Here are my recommended “rules of engagement” to consider in moments of distress or disruption. If you listen closely and read between the lines, you will hear echoes of ancient wisdom here:
- Seek first to understand and then to be understood. When kids misbehave, parents who understand their children’s underlying needs (related to development and, in some cases, past trauma) respond in ways that guide the development of the personality underneath the monstrous mood paralyzing it. Bruce Perry (2001) wrote, “The more you can learn about attachment problems, bonding, normal development and abnormal development, the more you will be able to develop useful behavioral and social interventions. Information about these problems can prevent you from misunderstanding the child’s behaviors.” He added, “A punitive approach to (these problems) will not help the child mature. Indeed, punishment may actually increase the child’s sense of insecurity, distress and need” (p. 9).
- Know thyself. It is crucial that you understand your own underlying predispositions and that you ensure appropriate checks and balances are in place to protect your children from your own unresolved issues. I have written (2011), “To the extent that we fail to go toe-to-toe with our own reflex and mood, our reflex and mood will go toe-to-toe with the ones we love. We will find ourselves acting in ways that sabotage our own efforts to get more of what we want, whether it be understanding, connection or behavior change.”
- Have the courage to do whatever may be helpful. You can establish structure for a child by implementing house rules as well as child-specific goals, by linking privileges to responsibilities, by creating safe and private spaces for children to be and discover who they are, and by engaging them regularly in playful—as well as skill-building—activities that facilitate opportunities to explore relationships and the world around them. You can provide feedback to a child by giving affection unconditionally, lavishing praise on every effort and success, large or small, by showing interest and inquiring into their lives, whether they like it or not and whether they’re responsive or not.
- Try to lay off of issues you cannot resolve. You cannot simply fix the problem of disobedient behavior through any immediate reaction, but you can sabotage an opportunity for your child’s deep emotional learning and moral-muscle conditioning through giving into your own need to rant and blame.

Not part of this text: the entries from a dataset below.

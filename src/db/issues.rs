//! Issue metadata, stubs, reading state and deletion.

use chrono::{DateTime, Utc};
use std::collections::HashMap;
use std::sync::Arc;

use crate::error::DatabaseError;
use crate::types::{
    Article, ArticleStub, Issue, IssueDescriptor, IssueKey, IssuePublication, IssueStatus,
    IssueStub, ResourceDescriptor, Section,
};
use crate::{Error, Result};

use super::{ArticleStateRecord, Database, IssueRecord, file_scope};

impl Database {
    /// Persist a downloaded issue and record every file it consists of
    ///
    /// Replaces a previous record of the same variant but keeps its
    /// `last_displayable`.
    pub async fn save_issue(
        &self,
        descriptor: &IssueDescriptor,
        downloaded_at: DateTime<Utc>,
    ) -> Result<()> {
        self.save_download(descriptor, None, downloaded_at).await
    }

    /// Persist a completed download in one transaction
    ///
    /// Writes the resource bundle fetched alongside the issue (if any), the
    /// issue record and every file record. Either all of it is stored or
    /// none of it.
    pub async fn save_download(
        &self,
        descriptor: &IssueDescriptor,
        resources: Option<&ResourceDescriptor>,
        downloaded_at: DateTime<Utc>,
    ) -> Result<()> {
        descriptor.validate()?;
        let key = &descriptor.key;
        let json = serde_json::to_string(descriptor)?;
        let publication = IssuePublication::from(key);

        let mut tx = self.pool.begin().await?;

        if let Some(resources) = resources {
            Self::write_resources(&mut *tx, resources).await?;
        }

        sqlx::query(
            r#"
            INSERT INTO issues (
                feed, date, status, base_url, min_resource_version,
                descriptor, downloaded_at, last_displayable
            ) VALUES (?, ?, ?, ?, ?, ?, ?, NULL)
            ON CONFLICT(feed, date, status) DO UPDATE SET
                base_url = excluded.base_url,
                min_resource_version = excluded.min_resource_version,
                descriptor = excluded.descriptor,
                downloaded_at = excluded.downloaded_at
            "#,
        )
        .bind(&key.feed)
        .bind(key.date.to_string())
        .bind(key.status.to_i32())
        .bind(&descriptor.base_url)
        .bind(descriptor.min_resource_version)
        .bind(&json)
        .bind(downloaded_at.timestamp_millis())
        .execute(&mut *tx)
        .await
        .map_err(|e| {
            Error::Database(DatabaseError::QueryFailed(format!(
                "Failed to save issue {}: {}",
                key, e
            )))
        })?;

        for file in descriptor.files() {
            Self::upsert_file(&mut *tx, &file_scope(file.storage_type, &publication), file)
                .await?;
        }

        tx.commit().await?;
        tracing::debug!(
            issue = %key,
            resources = ?resources.map(|r| r.version),
            "Saved issue"
        );
        Ok(())
    }

    /// Persist issue metadata without marking any file as present
    ///
    /// A variant that was already downloaded is left untouched.
    pub async fn save_metadata(&self, descriptor: &IssueDescriptor) -> Result<()> {
        descriptor.validate()?;
        let key = &descriptor.key;
        let json = serde_json::to_string(descriptor)?;

        sqlx::query(
            r#"
            INSERT INTO issues (
                feed, date, status, base_url, min_resource_version,
                descriptor, downloaded_at, last_displayable
            ) VALUES (?, ?, ?, ?, ?, ?, NULL, NULL)
            ON CONFLICT(feed, date, status) DO UPDATE SET
                base_url = excluded.base_url,
                min_resource_version = excluded.min_resource_version,
                descriptor = excluded.descriptor
            WHERE issues.downloaded_at IS NULL
            "#,
        )
        .bind(&key.feed)
        .bind(key.date.to_string())
        .bind(key.status.to_i32())
        .bind(&descriptor.base_url)
        .bind(descriptor.min_resource_version)
        .bind(&json)
        .execute(&self.pool)
        .await
        .map_err(|e| {
            Error::Database(DatabaseError::QueryFailed(format!(
                "Failed to save metadata of {}: {}",
                key, e
            )))
        })?;

        tracing::debug!(issue = %key, "Saved issue metadata");
        Ok(())
    }

    /// Whether the variant was fully downloaded
    pub async fn is_downloaded(&self, key: &IssueKey) -> Result<bool> {
        let downloaded: Option<Option<i64>> = sqlx::query_scalar(
            "SELECT downloaded_at FROM issues WHERE feed = ? AND date = ? AND status = ?",
        )
        .bind(&key.feed)
        .bind(key.date.to_string())
        .bind(key.status.to_i32())
        .fetch_optional(&self.pool)
        .await
        .map_err(|e| {
            Error::Database(DatabaseError::QueryFailed(format!(
                "Failed to check issue {}: {}",
                key, e
            )))
        })?;

        Ok(matches!(downloaded, Some(Some(_))))
    }

    /// Load a stored issue and overlay its articles' reading state
    pub async fn get_issue(&self, key: &IssueKey) -> Result<Option<Issue>> {
        let record: Option<IssueRecord> = sqlx::query_as(
            r#"
            SELECT feed, date, status, base_url, min_resource_version,
                   descriptor, downloaded_at, last_displayable
            FROM issues
            WHERE feed = ? AND date = ? AND status = ?
            "#,
        )
        .bind(&key.feed)
        .bind(key.date.to_string())
        .bind(key.status.to_i32())
        .fetch_optional(&self.pool)
        .await
        .map_err(|e| {
            Error::Database(DatabaseError::QueryFailed(format!(
                "Failed to load issue {}: {}",
                key, e
            )))
        })?;

        let Some(record) = record else {
            return Ok(None);
        };

        let descriptor: IssueDescriptor = serde_json::from_str(&record.descriptor)?;
        let downloaded_at = record
            .downloaded_at
            .and_then(DateTime::<Utc>::from_timestamp_millis);
        let mut issue = Issue::from_descriptor(&descriptor, downloaded_at)?;
        issue.stub.last_displayable = record.last_displayable;

        let states = self.article_states(&IssuePublication::from(key)).await?;
        if !states.is_empty() {
            issue = overlay_article_states(issue, &states);
        }
        Ok(Some(issue))
    }

    /// Most valuable downloaded variant of a publication
    pub async fn most_valuable_key(
        &self,
        publication: &IssuePublication,
        min_status: IssueStatus,
    ) -> Result<Option<IssueKey>> {
        self.best_variant(publication, min_status, true).await
    }

    /// Most valuable stored variant, downloaded or metadata only
    pub async fn stored_key(
        &self,
        publication: &IssuePublication,
        min_status: IssueStatus,
    ) -> Result<Option<IssueKey>> {
        self.best_variant(publication, min_status, false).await
    }

    async fn best_variant(
        &self,
        publication: &IssuePublication,
        min_status: IssueStatus,
        downloaded_only: bool,
    ) -> Result<Option<IssueKey>> {
        let status: Option<i32> = sqlx::query_scalar(
            r#"
            SELECT status FROM issues
            WHERE feed = ? AND date = ? AND status >= ?
              AND (downloaded_at IS NOT NULL OR NOT ?)
            ORDER BY status DESC
            LIMIT 1
            "#,
        )
        .bind(&publication.feed)
        .bind(publication.date.to_string())
        .bind(min_status.to_i32())
        .bind(downloaded_only)
        .fetch_optional(&self.pool)
        .await
        .map_err(|e| {
            Error::Database(DatabaseError::QueryFailed(format!(
                "Failed to query variants of {}: {}",
                publication, e
            )))
        })?;

        status
            .map(|s| {
                IssueStatus::from_i32(s)
                    .map(|status| publication.with_status(status))
                    .ok_or_else(|| {
                        Error::Database(DatabaseError::CorruptRecord(format!(
                            "unknown issue status {s}"
                        )))
                    })
            })
            .transpose()
    }

    /// Update the mutable fields of a stored issue
    ///
    /// Returns `false` if the variant is not stored.
    pub async fn update_issue_stub(&self, stub: &IssueStub) -> Result<bool> {
        let result = sqlx::query(
            r#"
            UPDATE issues
            SET base_url = ?, min_resource_version = ?, downloaded_at = ?, last_displayable = ?
            WHERE feed = ? AND date = ? AND status = ?
            "#,
        )
        .bind(&stub.base_url)
        .bind(stub.min_resource_version)
        .bind(stub.downloaded_at.map(|t| t.timestamp_millis()))
        .bind(&stub.last_displayable)
        .bind(&stub.key.feed)
        .bind(stub.key.date.to_string())
        .bind(stub.key.status.to_i32())
        .execute(&self.pool)
        .await
        .map_err(|e| {
            Error::Database(DatabaseError::QueryFailed(format!(
                "Failed to update issue {}: {}",
                stub.key, e
            )))
        })?;

        Ok(result.rows_affected() > 0)
    }

    /// Persist an article's reading state
    ///
    /// State is stored per publication, so every variant sees it.
    pub async fn save_article_state(&self, stub: &ArticleStub) -> Result<()> {
        sqlx::query(
            r#"
            INSERT INTO article_state (
                feed, date, article_key, bookmarked, read_percentage, read_position
            ) VALUES (?, ?, ?, ?, ?, ?)
            ON CONFLICT(feed, date, article_key) DO UPDATE SET
                bookmarked = excluded.bookmarked,
                read_percentage = excluded.read_percentage,
                read_position = excluded.read_position
            "#,
        )
        .bind(&stub.issue_feed)
        .bind(stub.issue_date.to_string())
        .bind(&stub.key)
        .bind(stub.bookmarked)
        .bind(i64::from(stub.read_percentage))
        .bind(&stub.read_position)
        .execute(&self.pool)
        .await
        .map_err(|e| {
            Error::Database(DatabaseError::QueryFailed(format!(
                "Failed to save article state {}: {}",
                stub.key, e
            )))
        })?;

        Ok(())
    }

    /// Reading state of every article of a publication, keyed by article key
    pub async fn article_states(
        &self,
        publication: &IssuePublication,
    ) -> Result<HashMap<String, ArticleStateRecord>> {
        let rows: Vec<ArticleStateRecord> = sqlx::query_as(
            r#"
            SELECT article_key, bookmarked, read_percentage, read_position
            FROM article_state
            WHERE feed = ? AND date = ?
            "#,
        )
        .bind(&publication.feed)
        .bind(publication.date.to_string())
        .fetch_all(&self.pool)
        .await
        .map_err(|e| {
            Error::Database(DatabaseError::QueryFailed(format!(
                "Failed to load article state for {}: {}",
                publication, e
            )))
        })?;

        Ok(rows
            .into_iter()
            .map(|row| (row.article_key.clone(), row))
            .collect())
    }

    /// Remove every variant of a publication with its file records and state
    pub async fn delete_publication(
        &self,
        publication: &IssuePublication,
    ) -> Result<Vec<IssueKey>> {
        let date = publication.date.to_string();
        let mut tx = self.pool.begin().await?;

        let statuses: Vec<i32> =
            sqlx::query_scalar("SELECT status FROM issues WHERE feed = ? AND date = ?")
                .bind(&publication.feed)
                .bind(&date)
                .fetch_all(&mut *tx)
                .await?;

        sqlx::query("DELETE FROM issues WHERE feed = ? AND date = ?")
            .bind(&publication.feed)
            .bind(&date)
            .execute(&mut *tx)
            .await?;
        sqlx::query("DELETE FROM article_state WHERE feed = ? AND date = ?")
            .bind(&publication.feed)
            .bind(&date)
            .execute(&mut *tx)
            .await?;
        sqlx::query("DELETE FROM downloaded_files WHERE scope = ?")
            .bind(publication.to_string())
            .execute(&mut *tx)
            .await?;

        tx.commit().await?;

        Ok(statuses
            .into_iter()
            .filter_map(IssueStatus::from_i32)
            .map(|status| publication.with_status(status))
            .collect())
    }
}

fn overlay_article_states(issue: Issue, states: &HashMap<String, ArticleStateRecord>) -> Issue {
    let sections = issue
        .sections
        .iter()
        .map(|section| {
            let touched = section
                .articles
                .iter()
                .any(|a| states.contains_key(&a.stub.key));
            if !touched {
                return section.clone();
            }
            let articles = section
                .articles
                .iter()
                .map(|article| match states.get(&article.stub.key) {
                    Some(state) => Arc::new(Article {
                        stub: ArticleStub {
                            bookmarked: state.bookmarked,
                            read_percentage: state.read_percentage.clamp(0, 100) as u8,
                            read_position: state.read_position.clone(),
                            ..article.stub.clone()
                        },
                        html: article.html.clone(),
                        images: article.images.clone(),
                    }),
                    None => article.clone(),
                })
                .collect();
            Arc::new(Section {
                articles,
                ..(**section).clone()
            })
        })
        .collect();

    Issue { sections, ..issue }
}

You cannot change whether your kid is responsive to your affection and praise, but you can hold his or her emotional autonomy hostage by engaging in self-serving attempts to procure reciprocity. You cannot change whether your kid is particularly shy or moody or energetic (i.e., temperament), but you can inflict or reinforce a psychological complex in which he or she is left to contend with lingering suspicions that he or she is not good enough.
- In all things, seek to be an instrument of peace. This is not an easy mission, but it is the right one. It should be the prologue and the epilogue to your own personal parenting manual. It must be your first prayer before you step into the mire each day and the final project each night if it is to be achieved. If I have not yet established a persuasive case for those who perpetually believe that their way is the right way, perhaps the immensely practical words of W.L. Bateman will drive us home: “If you keep on doing what you’ve always done, you’ll keep on getting what you’ve always got.”
References:
- Edwards, B. (2011). Fighting, family, and finding peace. Relevant Magazine: http://www.relevantmagazine.com/life/relationship/blog/26757-fighting-family-and-finding-peace.
- Perry, B.D. (2001). Bonding and attachment in maltreated children: Consequences of emotional neglect in childhood. Caregiver Education Series. Houston: ChildTrauma Academy.
- Siegel, D. (1999). The developing mind: How relationships and the brain interact to shape who we are. New York: The Guilford Press.